In evaluating a motion to dismiss pursuant to Rule 12(b)(6) of the Federal Rules of Civil Procedure, the court assumes all well-pleaded allegations of the complaint are true and views them in the light most favorable to the plaintiff. Santiago v. Walls, 599 F.3d 749, 756 (7th Cir. 2010). To satisfy the notice-pleading standard of Rule 8 of the Federal Rules of Civil Procedure, a complaint must provide a "short and plain statement of the claim showing that the pleader is entitled to relief," which is sufficient to provide the Defendant with "fair notice" of the claim and its basis. Erickson v. Pardus, 551 U.S. 89, 93 (2007) (per curiam) (citing Bell Atl. Corp. v. Twombly, 550 U.S. 544, 555 (2007) and quoting Fed.R.Civ.P. 8(a)(2)). "To survive a motion to dismiss, the complaint must contain sufficient factual matter, accepted as true, to 'state a claim to relief that is plausible on its face.'..A claim has facial plausibility when the plaintiff pleads factual content that allows the court to draw the reasonable inference that the Defendant is liable for the misconduct alleged." Ashcroft v. Iqbal,129 S.Ct. 1937, 1949 (2009) (quoting Twombly, 550 U.S. at 570). The complaint "must actually suggest that the plaintiff has a right to relief, by providing allegations that raise a right to relief above the speculative level." Windy City Metal Fabricators & Supply, Inc. v. CIT Tech. Fin. Servs., 536 F.3d 663, 668 (7th Cir. 2008) (quoting Tamayo v. Blagojevich, 526 F.3d 1074, 1084 (7th Cir. 2008)). Additionally, Pro se complaints are construed liberally and held to a less stringent standard than formal pleadings drafted by lawyers. Erickson, 551 U.S. at 94 (citation omitted); Obriecht v. Raemisch, 517 F.3d 489, 491 n. 2 (7th Cir. 2008).

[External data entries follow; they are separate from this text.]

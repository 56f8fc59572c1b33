//! Splits source documents into bounded, metadata-tagged chunks.

use serde::{Deserialize, Serialize};
use std::fmt;

use super::source::SourceDocument;

pub const MIN_WORDS: usize = 150;
pub const MAX_WORDS: usize = 800;

const DEFAULT_HEADING: &str = "General";

const HIGH_RISK_KEYWORDS: [&str; 6] = [
    "termination",
    "harassment",
    "disciplinary",
    "violation",
    "investigation",
    "legal action",
];

const MEDIUM_RISK_KEYWORDS: [&str; 6] = [
    "leave",
    "benefits",
    "performance",
    "working hours",
    "promotion",
    "compensation",
];

#[derive(Debug, Clone, Copy, PartialEq, Eq, Serialize, Deserialize)]
#[serde(rename_all = "lowercase")]
pub enum RiskLevel {
    High,
    Medium,
    Low,
}

impl fmt::Display for RiskLevel {
    fn fmt(&self, f: &mut fmt::Formatter<'_>) -> fmt::Result {
        let label = match self {
            RiskLevel::High => "high",
            RiskLevel::Medium => "medium",
            RiskLevel::Low => "low",
        };
        write!(f, "{}", label)
    }
}

/// Tags text by keyword presence. The high tier is checked first.
pub fn infer_risk_level(text: &str) -> RiskLevel {
    let lowered = text.to_lowercase();
    if HIGH_RISK_KEYWORDS.iter().any(|k| lowered.contains(k)) {
        RiskLevel::High
    } else if MEDIUM_RISK_KEYWORDS.iter().any(|k| lowered.contains(k)) {
        RiskLevel::Medium
    } else {
        RiskLevel::Low
    }
}

#[derive(Debug, Clone, PartialEq, Eq, Serialize, Deserialize)]
pub struct Chunk {
    pub chunk_id: String,
    pub source: String,
    pub path: String,
    pub heading: String,
    pub text: String,
    pub risk_level: RiskLevel,
}

impl Chunk {
    pub fn word_count(&self) -> usize {
        word_count(&self.text)
    }
}

#[derive(Debug, Clone)]
pub struct ChunkerConfig {
    pub min_words: usize,
    pub max_words: usize,
    pub section_marker: String,
    pub subsection_marker: String,
}

impl Default for ChunkerConfig {
    fn default() -> Self {
        Self {
            min_words: MIN_WORDS,
            max_words: MAX_WORDS,
            section_marker: "## ".to_string(),
            subsection_marker: "### ".to_string(),
        }
    }
}

/// Stateful splitter. The id counter lives on the value, so ids keep
/// increasing across every document fed to the same `Chunker`.
pub struct Chunker {
    config: ChunkerConfig,
    next_id: u64,
}

/// A surviving piece of a section, before it is assigned an id.
struct Part {
    heading: String,
    text: String,
}

impl Chunker {
    pub fn new(config: ChunkerConfig) -> Self {
        Self { config, next_id: 1 }
    }

    /// Continues numbering from a previously persisted counter.
    pub fn with_start_id(mut self, next_id: u64) -> Self {
        self.next_id = next_id.max(1);
        self
    }

    pub fn next_id(&self) -> u64 {
        self.next_id
    }

    /// Produces the chunks of one document lazily. Ids are only consumed for
    /// chunks actually pulled from the iterator.
    pub fn chunk_document<'a>(
        &'a mut self,
        doc: &'a SourceDocument,
    ) -> impl Iterator<Item = Chunk> + 'a {
        let parts = if doc.body.trim().is_empty() {
            tracing::debug!("Skipping empty document {}", doc.source);
            Vec::new()
        } else {
            self.split_parts(&doc.body)
        };

        parts.into_iter().map(move |part| {
            let chunk_id = format!("chunk_{:06}", self.next_id);
            self.next_id += 1;
            Chunk {
                chunk_id,
                source: doc.source.clone(),
                path: doc.path.clone(),
                heading: part.heading,
                risk_level: infer_risk_level(&part.text),
                text: part.text,
            }
        })
    }

    fn split_parts(&self, body: &str) -> Vec<Part> {
        let min = self.config.min_words;
        let max = self.config.max_words;
        let mut parts = Vec::new();

        for section in split_on_marker(body, &self.config.section_marker) {
            let section = section.trim();
            if section.is_empty() {
                continue;
            }

            let (heading, section_body) = match section.split_once('\n') {
                Some((first, rest)) if first.starts_with(&self.config.section_marker) => {
                    (heading_text(first, &self.config.section_marker), rest.trim())
                }
                None if section.starts_with(&self.config.section_marker) => {
                    (heading_text(section, &self.config.section_marker), "")
                }
                _ => (DEFAULT_HEADING.to_string(), section),
            };

            let words = word_count(section_body);
            if words < min {
                continue;
            }

            let subsections = if words > max {
                split_on_marker(section_body, &self.config.subsection_marker)
            } else {
                vec![section_body]
            };

            for sub in subsections {
                let sub = sub.trim();
                if sub.is_empty() {
                    continue;
                }

                let pieces = if word_count(sub) > max {
                    hard_split(sub, max)
                } else {
                    vec![sub.to_string()]
                };

                for text in pieces {
                    if word_count(&text) < min {
                        continue;
                    }
                    parts.push(Part {
                        heading: heading.clone(),
                        text,
                    });
                }
            }
        }

        parts
    }
}

impl Default for Chunker {
    fn default() -> Self {
        Self::new(ChunkerConfig::default())
    }
}

pub fn word_count(text: &str) -> usize {
    text.split_whitespace().count()
}

/// Splits before every line that starts with `marker`. The marker line stays
/// at the head of its piece.
fn split_on_marker<'a>(text: &'a str, marker: &str) -> Vec<&'a str> {
    let mut pieces = Vec::new();
    let mut start = 0;
    let mut offset = 0;

    for line in text.split_inclusive('\n') {
        if offset > 0 && line.starts_with(marker) {
            pieces.push(&text[start..offset]);
            start = offset;
        }
        offset += line.len();
    }
    pieces.push(&text[start..]);
    pieces
}

fn heading_text(line: &str, marker: &str) -> String {
    line.trim_start_matches(marker.trim_end()).trim().to_string()
}

/// Word-boundary split every `max_words` words; the last piece may be short.
fn hard_split(text: &str, max_words: usize) -> Vec<String> {
    let words: Vec<&str> = text.split_whitespace().collect();
    words
        .chunks(max_words.max(1))
        .map(|window| window.join(" "))
        .collect()
}

#[cfg(test)]
mod tests {
    use super::*;

    fn words(n: usize, word: &str) -> String {
        vec![word; n].join(" ")
    }

    fn doc(body: String) -> SourceDocument {
        SourceDocument::new("handbook.md", "people/handbook.md", body)
    }

    #[test]
    fn test_risk_levels() {
        assert_eq!(infer_risk_level("Grounds for Termination"), RiskLevel::High);
        assert_eq!(infer_risk_level("Parental leave policy"), RiskLevel::Medium);
        assert_eq!(infer_risk_level("Office snacks"), RiskLevel::Low);
        // High tier wins even when medium keywords also appear.
        assert_eq!(
            infer_risk_level("leave during an investigation"),
            RiskLevel::High
        );
    }

    #[test]
    fn test_risk_level_serializes_lowercase() {
        assert_eq!(serde_json::to_string(&RiskLevel::Medium).unwrap(), "\"medium\"");
        assert_eq!(RiskLevel::High.to_string(), "high");
    }

    #[test]
    fn test_sections_below_minimum_are_dropped() {
        let body = format!("## Tiny\n{}\n## Big\n{}", words(20, "a"), words(200, "b"));
        let mut chunker = Chunker::default();
        let chunks: Vec<Chunk> = chunker.chunk_document(&doc(body)).collect();
        assert_eq!(chunks.len(), 1);
        assert_eq!(chunks[0].heading, "Big");
        assert_eq!(chunks[0].word_count(), 200);
        assert_eq!(chunks[0].source, "handbook.md");
        assert_eq!(chunks[0].path, "people/handbook.md");
    }

    #[test]
    fn test_unmarked_section_uses_general_heading() {
        let mut chunker = Chunker::default();
        let chunks: Vec<Chunk> = chunker.chunk_document(&doc(words(160, "x"))).collect();
        assert_eq!(chunks.len(), 1);
        assert_eq!(chunks[0].heading, "General");
        assert_eq!(chunks[0].word_count(), 160);
    }

    #[test]
    fn test_oversized_section_hard_split_drops_short_remainder() {
        let body = format!("## Policy\n{}", words(900, "w"));
        let mut chunker = Chunker::default();
        let chunks: Vec<Chunk> = chunker.chunk_document(&doc(body)).collect();
        assert_eq!(chunks.len(), 1);
        assert_eq!(chunks[0].word_count(), 800);
    }

    #[test]
    fn test_oversized_section_splits_on_subheadings() {
        let body = format!(
            "## Benefits\n### Health\n{}\n### Dental\n{}",
            words(500, "h"),
            words(450, "d")
        );
        let mut chunker = Chunker::default();
        let chunks: Vec<Chunk> = chunker.chunk_document(&doc(body)).collect();
        assert_eq!(chunks.len(), 2);
        assert!(chunks[0].text.starts_with("### Health"));
        assert!(chunks[1].text.starts_with("### Dental"));
        assert!(chunks.iter().all(|c| c.heading == "Benefits"));
    }

    #[test]
    fn test_every_chunk_within_bounds() {
        let body = format!(
            "{}\n## One\n{}\n## Two\n### A\n{}\n### B\n{}\n## Three\n{}",
            words(10, "p"),
            words(2000, "o"),
            words(1700, "a"),
            words(90, "b"),
            words(151, "t")
        );
        let mut chunker = Chunker::default();
        let chunks: Vec<Chunk> = chunker.chunk_document(&doc(body)).collect();
        assert!(!chunks.is_empty());
        for chunk in &chunks {
            let n = chunk.word_count();
            assert!((MIN_WORDS..=MAX_WORDS).contains(&n), "{} words", n);
        }
    }

    #[test]
    fn test_ids_are_sequential_across_documents() {
        let mut chunker = Chunker::default();
        let first: Vec<Chunk> = chunker.chunk_document(&doc(words(200, "a"))).collect();
        let second: Vec<Chunk> = chunker.chunk_document(&doc(words(200, "b"))).collect();
        assert_eq!(first[0].chunk_id, "chunk_000001");
        assert_eq!(second[0].chunk_id, "chunk_000002");
        assert_eq!(chunker.next_id(), 3);
    }

    #[test]
    fn test_with_start_id_continues_numbering() {
        let mut chunker = Chunker::default().with_start_id(42);
        let chunks: Vec<Chunk> = chunker.chunk_document(&doc(words(200, "a"))).collect();
        assert_eq!(chunks[0].chunk_id, "chunk_000042");
    }

    #[test]
    fn test_empty_document_yields_nothing() {
        let mut chunker = Chunker::default();
        assert_eq!(chunker.chunk_document(&doc(String::new())).count(), 0);
        assert_eq!(chunker.next_id(), 1);
    }

    #[test]
    fn test_split_on_marker_keeps_marker_lines() {
        let pieces = split_on_marker("intro\n## A\nbody\n## B\nmore", "## ");
        assert_eq!(pieces, vec!["intro\n", "## A\nbody\n", "## B\nmore"]);
    }
}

Ms. Jack alleges that a credit account was opened with FCNB-Spiegel ("Spiegel") using the name Kelli Renbarger and Ms. Jack's personal information in March 1998. Ms. Jack was not aware of and did not authorize this account.
On or about August 2000, Ms. Jack requested a copy of her credit report for review before applying for a mortgage. The credit report listed Spiegel as a creditor with a negative payment history. Because Ms. Jack had never applied for or inquired about a Spiegel credit card she contacted Experian, TransUnion, and Equifax (collectively credit reporting agencies) and Spiegel to file a dispute. Ms. Jack never heard from Spiegel and the credit reporting agencies stated that the debt was accurate according to information provided by the creditor. Ms. Jack has never received any of the validation documents she requested.
In March 2003, the Spiegel account was "charged off as bad debt" and listed on Ms. Jack's credit report as such. Ms. Jack contacted the credit reporting agencies in April and May of 2003 and each said that the creditor had validated the debt. Beginning in December of 2005, Ms. Jack began receiving calls and letters from Simm Associates, Inc., a debt collector who had purchased the alleged "debt" owed to Spiegel earlier in the year. The letters demanding payment were sent to Kelli Jack. After sending a validation request letter in February of 2006, Ms. Jack was informed by Simm Associates that the account had been transferred to Midland Credit Management and they would be in contact to verify and/or correct the information.
In early 2007, Ms. Jack began receiving calls from a company identifying itself as Midland Credit. The caller would always ask for Kelli Renbarger to which Ms. Jack replied she had never gone by that name. Ms. Jack asked Midland Credit to send her documentation and validation using the name Kelli J. Jack to ensure it was received. Midland Credit never responded to verbal or written requests and the calls continued. More than 350 calls were received at Ms. Jack's residence and more than 500 at Ms. Jack's business. Abusive, offensive, and threatening language was used during some of the calls.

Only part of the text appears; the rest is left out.